Columnist Ralph Peters of the New York Post has a good op-ed today, Look Who’s Crying ‘Abuse’. His point is that what sets America apart is that we admit our mistakes, fix them, and keep swinging.
The mistreatment of prisoners is utterly unacceptable. And we haven't accepted it.
As a nation, we've taken responsibility for the tragic actions of a few. Our military has been investigating the misdeeds for months. The initial report was brutally frank. There's no hint of a whitewash. The guilty parties will be called to justice.
Now consider our loudest critics, those governments expressing outrage over the crimes we've been investigating of our own volition.
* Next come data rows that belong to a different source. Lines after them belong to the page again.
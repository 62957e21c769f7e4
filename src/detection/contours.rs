use image::imageops::replace;
use image::{GrayImage, Luma};
use imageproc::contours::{BorderType, find_contours};
use imageproc::distance_transform::Norm;
use imageproc::geometry::contour_area;
use imageproc::morphology::dilate;
use imageproc::point::Point;

use crate::models::Region;

pub const FOREGROUND: u8 = 255;

/// Turns a deviation map into filtered motion regions
#[derive(Debug, Clone, Copy)]
pub struct RegionExtractor {
    pub dilate_iterations: u8,
}

impl RegionExtractor {
    pub fn new(dilate_iterations: u8) -> Self {
        Self { dilate_iterations }
    }

    /// Threshold, dilate, trace and area-filter in one pass
    pub fn extract(&self, deviation: &GrayImage, threshold: u8, min_area: u32) -> Vec<Region> {
        let mask = self.motion_mask(deviation, threshold);
        find_regions(&mask, min_area)
    }

    /// Binary mask after thresholding and dilation
    pub fn motion_mask(&self, deviation: &GrayImage, threshold: u8) -> GrayImage {
        dilate_mask(&binarize(deviation, threshold), self.dilate_iterations)
    }
}

impl Default for RegionExtractor {
    fn default() -> Self {
        Self::new(2)
    }
}

/// Pixels at or above `threshold` become foreground
pub fn binarize(deviation: &GrayImage, threshold: u8) -> GrayImage {
    GrayImage::from_fn(deviation.width(), deviation.height(), |x, y| {
        if deviation.get_pixel(x, y)[0] >= threshold {
            Luma([FOREGROUND])
        } else {
            Luma([0])
        }
    })
}

/// Repeated 3x3 dilation, expressed as a single chessboard-distance dilation
pub fn dilate_mask(mask: &GrayImage, iterations: u8) -> GrayImage {
    if iterations == 0 {
        return mask.clone();
    }
    dilate(mask, Norm::LInf, iterations)
}

/// Outer contours of the foreground, kept when the enclosed polygon area reaches `min_area`
///
/// Area is the shoelace area of the traced border, so a closed outline counts the
/// background it encloses. Contours nested inside a hole are not reported.
pub fn find_regions(mask: &GrayImage, min_area: u32) -> Vec<Region> {
    // Borders touching column 0 are only traced when the image has a background margin
    let mut padded = GrayImage::new(mask.width() + 2, mask.height() + 2);
    replace(&mut padded, mask, 1, 1);

    find_contours::<i32>(&padded)
        .into_iter()
        .filter(|contour| contour.border_type == BorderType::Outer && contour.parent.is_none())
        .filter_map(|contour| region_from_contour(&contour.points))
        .filter(|r| r.area >= min_area)
        .collect()
}

/// Bounding box and polygon area of a contour traced in the padded mask
fn region_from_contour(points: &[Point<i32>]) -> Option<Region> {
    let min_x = points.iter().map(|p| p.x).min()?;
    let min_y = points.iter().map(|p| p.y).min()?;
    let max_x = points.iter().map(|p| p.x).max()?;
    let max_y = points.iter().map(|p| p.y).max()?;

    // Area of an integer polygon is a multiple of 0.5; flooring keeps `>= min_area` exact
    let area = contour_area(points).floor() as u32;

    Some(Region::from_extent(
        (min_x - 1) as u32,
        (min_y - 1) as u32,
        (max_x - 1) as u32,
        (max_y - 1) as u32,
        area,
    ))
}
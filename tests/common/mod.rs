#![allow(dead_code, unused_imports)]

mod fixtures;
pub use fixtures::*;

// Re-export commonly used types from roomwatch for tests
pub use roomwatch::{
    AlertDebouncer, BackgroundModel, CancelToken, Dispatch, NotificationSink, Notifier,
    OccupancyVerdict, Observation, Pipeline, RegionExtractor, ReplaySource, StopReason,
};
mod common;

use common::*;
use roomwatch::DetectionError;

#[test]
fn test_first_frame_seeds_background() {
    let mut model = BackgroundModel::new();
    let frame = gray_with_block(40, 30, 5, 5, 10, 10, 200);

    let observation = model.observe(&frame).unwrap();
    assert!(observation.is_warmup());

    let deviation = observation.into_deviation(40, 30);
    assert!(deviation.pixels().all(|p| p[0] == 0));

    let background = model.background().expect("background should be seeded");
    for (x, y, pixel) in frame.enumerate_pixels() {
        assert_eq!(background.get_pixel(x, y)[0], pixel[0] as f32);
    }
}

#[test]
fn test_running_average_uses_half_weight() {
    let mut model = BackgroundModel::new();
    model.observe(&flat_gray(8, 8, 0)).unwrap();

    let Observation::Deviation(deviation) = model.observe(&flat_gray(8, 8, 200)).unwrap() else {
        panic!("second frame should produce a deviation map");
    };

    let background = model.background().unwrap();
    assert_eq!(background.get_pixel(3, 3)[0], 100.0);
    assert_eq!(deviation.get_pixel(3, 3)[0], 100);
}

#[test]
fn test_half_way_average_rounds_to_even() {
    // (seed, next frame) -> expected deviation; the averages land on 0.5, 1.5 and 2.5
    for (seed, next, expected) in [(0u8, 1u8, 1u8), (0, 3, 1), (2, 3, 1)] {
        let mut model = BackgroundModel::new();
        model.observe(&flat_gray(4, 4, seed)).unwrap();

        let deviation = model.observe(&flat_gray(4, 4, next)).unwrap().into_deviation(4, 4);
        assert_eq!(
            deviation.get_pixel(0, 0)[0],
            expected,
            "seed {} then {}",
            seed,
            next
        );
    }
}

#[test]
fn test_constant_input_converges() {
    let mut model = BackgroundModel::new();
    model.observe(&flat_gray(16, 16, 0)).unwrap();

    let frame = flat_gray(16, 16, 180);
    let mut last = None;
    for _ in 0..30 {
        last = Some(model.observe(&frame).unwrap().into_deviation(16, 16));
    }

    let background = model.background().unwrap();
    assert!(background.pixels().all(|p| (p[0] - 180.0).abs() < 0.01));
    assert!(last.unwrap().pixels().all(|p| p[0] == 0));
}

#[test]
fn test_identical_frames_have_no_deviation() {
    let mut model = BackgroundModel::new();
    let frame = gray_with_block(20, 20, 2, 2, 6, 6, 90);
    model.observe(&frame).unwrap();

    let deviation = model.observe(&frame).unwrap().into_deviation(20, 20);
    assert!(deviation.pixels().all(|p| p[0] == 0));
}

#[test]
fn test_dimension_mismatch_is_rejected() {
    let mut model = BackgroundModel::new();
    model.observe(&flat_gray(10, 10, 0)).unwrap();

    let err = model.observe(&flat_gray(12, 10, 0)).unwrap_err();
    match err {
        DetectionError::DimensionMismatch {
            width,
            height,
            got_width,
            got_height,
        } => {
            assert_eq!((width, height), (10, 10));
            assert_eq!((got_width, got_height), (12, 10));
        }
    }
}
Start with the Arab world. There is no Arab country - none - in which prisoners aren't treated immeasurably worse than the victims of the sadists in uniform at Abu Ghraib. The torments inflicted on our prisoners came as a shock to us. In the Middle East, torture and even murder remain business as usual behind prison walls.
Can anyone imagine Egypt, or Syria, or Iran, or Saudi Arabia or even Turkey holding public, televised hearings to grill senior government officials about conditions in their prisons?
Without excusing the behavior of those renegade military police in Iraq, isn't there some slight difference between humiliating enemy prisoners and torturing one's fellow citizens to death?
And let's not leave our sanctimonious European friends off the hook. When French intelligence agents blew up a Greenpeace vessel not so long ago, it was treated as little more than a case of littering in the Bois de Boulogne. And when, almost 50 years after the events, a retired French general published a book admitting the extent of French torture and extra-judicial murders in Algeria, the French government's first impulse was to prosecute him for telling the truth.
As an American, I want my country to be held to higher standards - we can live up to them. Proudly. But we don't need any more hypocritical charges from states with no standards at all.
If the Iraqis make a mess of their one great chance, it won't be our fault.Even human-rights advocates seem vastly more concerned with sticking it to America than with the suffering of millions of prisoners in countries that wouldn't let foreign activists near their prisons. Attacking America makes headlines. Taking on the government of Egypt gets you nowhere. In the quest for renown, justice falls by the wayside.
Human-rights critics were in Iraq because we let them in. Perhaps they should try Saudi Arabia next.
The headlines now wounding us will not soon go away. The media, foreign and domestic, will twist every drop of blood from this story of an American misstep. But no matter how much more there is to come, we Americans will admit our errors and fix them. Then we'll move forward, no less determined to do the right thing.
How many other nations in the world could claim as much?
The only part of that I’d disagree with is “The headlines now wounding us will not soon go away.” I predict that they will. This dead horse has taken about all the beating it can take. Because the Army moved so swiftly to stop, investigate, and punish the abuses, there not really any deeper meaning to the story, no upper echelon scandal. Some troops and probably some of their officers, maybe some CIA, got out of line. Command moved to stop-correct-punish the mistakes the next day. There are plenty of lessons to be learned from the event, but not much that anyone can say that hasn’t already been said about 10,000 times just this week.
Mr. Peters has also written some excellent books, notably Red Army and The War in 2020. Red Army might give you some insight into why Mr. Peters, a former Army intelligence officer, was inclined to be so critical of Secretary of Defense Donald Rumsfeld for not putting enough boots on the ground. The War in 2020 is simply one of my favorite books and well worth the read, even if it is rather unkind to the Japanese.
Have you read George Will today? He comes this close (picture me with index and thumb millimeter's apart) from writing that Rumsfeld should resign. In his very eloquent and obsequious manner.
Posted by: Paco | May 11, 2004 at 12:20 PM
I made my respnse into a new post. thanks for the heads up.